Sabato è stata pubblicata sul Corriere della sera una lunga intervista a Sergio Marchionne, che ha fornito molti elementi di riflessione. Provo a riassumerne alcuni.
Vi è un persistente eccesso di capacità produttiva nell’industria dell’auto a livello mondiale. Questo significa che molti impianti non lavorano usando la piena capacità produttiva e che quindi vi sono troppi stabilimenti produttivi rispetto alla dimensione del mercato. In Europa, in particolare, la capacità produttiva in eccesso è pari al 20-25 per cento, rispetto alla capacità installata. Non è una notizia nuova. Da almeno dieci anni vi è un problema di eccesso di capacità, ma i governi europei hanno cercato di drogare il mercato con gli incentivi alla rottamazione. Una pessima cura. Sono state usate risorse pubbliche per sostenere nel breve la domanda, favorendo tra l’altro anche i produttori non europei (coreani, giapponesi, cinesi, etc.) e si sono rinviate le decisioni dolorose del “cosa chiudere”.
Secondo punto, il costo del lavoro per unità di prodotto in Italia èmolto più alto che negli altri paesi, questo non per colpa dei salari (che anzi sono bassi) ma per via della bassa produttività e del carico fiscale molto alto (cuneo fiscale).

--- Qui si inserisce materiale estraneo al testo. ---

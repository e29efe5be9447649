mod database;
mod level_xml;
mod types;

pub use database::{
    CameraDef, CameraFacingDef, DoorDef, GuardDef, InfoDef, InfoKindDef, ItemKindDef, LadderDef,
    LevelDatabase, LevelDef, LevelId, PickupDef, PictureDef, PuzzleDef, Tuning,
};
pub use level_xml::load_level_database;
pub use types::{LevelCompileError, LevelErrorCode, SourceLocation};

Il risultato: produrre un auto in Italia costa tanto, troppo, molto più che in altri paesi europei.
La produzione del gruppo Fiat in Italia è oramai scesa a livelli molto bassi: 500-600 mila vetture, meno di quanto si produca in Spagna, e simile a quanto si produce nella piccola Repubblica ceca. Questo basso grado di utilizzo della capacità produttiva accresce ulteriormente i costi di produzione degli impianti italiani. Marchionne dice: se si riesce ad esportare le auto prodotte in Italia negli USA allora si potrebbe aumentare il grado di utilizzo degli impianti italiani e magari arrivare all’80-85 per cento.
Se questa strategia non dovesse riuscire, la Fiat sarà costretta a chiudere uno o due stabilimenti (su cinque) in Italia. Si tratta di tagliare i costi fissi per restare competitivi. Marchionne dice inoltre: non chiederemo più incentivi alla rottamazione. E’ un segno di grande maturità.
E’ un discorso chiaro. So che molti si sono già esercitati nel linciaggio mediatico di Marchionne e altri lo faranno. Ma cosa dovrebbe dire un dirigente di un’azienda privata?
La questione è che bisogna ridurre i costi di produzione, migliorare la qualità del prodotto e solo in questo modo si può pensare di vendere sui mercati del nord America e del resto del mondo. Cosa facciamo per aiutare le imprese italiane a restare competitive? Esiste un piano di politica industriale per non disperdere le competenze accumulate nel settore auto? Si può ridurre il cuneo fiscale e quindi il clup? C’è un progetto europeo per l’industria dell’auto?
Certo un po’ evanescenti sono le sue risposte sul lato dei nuovi modelli. E’ vero che il mercato mondiale è in grave ristagno ma se non si hanno modelli nuovi da offrire è difficile vendere. Molti di quelli che criticano Marchionne rimpiangono forse i tempi in cui interveniva lo Stato, magari attraverso l’IRI e si accollava il costo di aziende in perdita, scaricandolo poi sulle future generazioni. No grazie, dicono i giovani.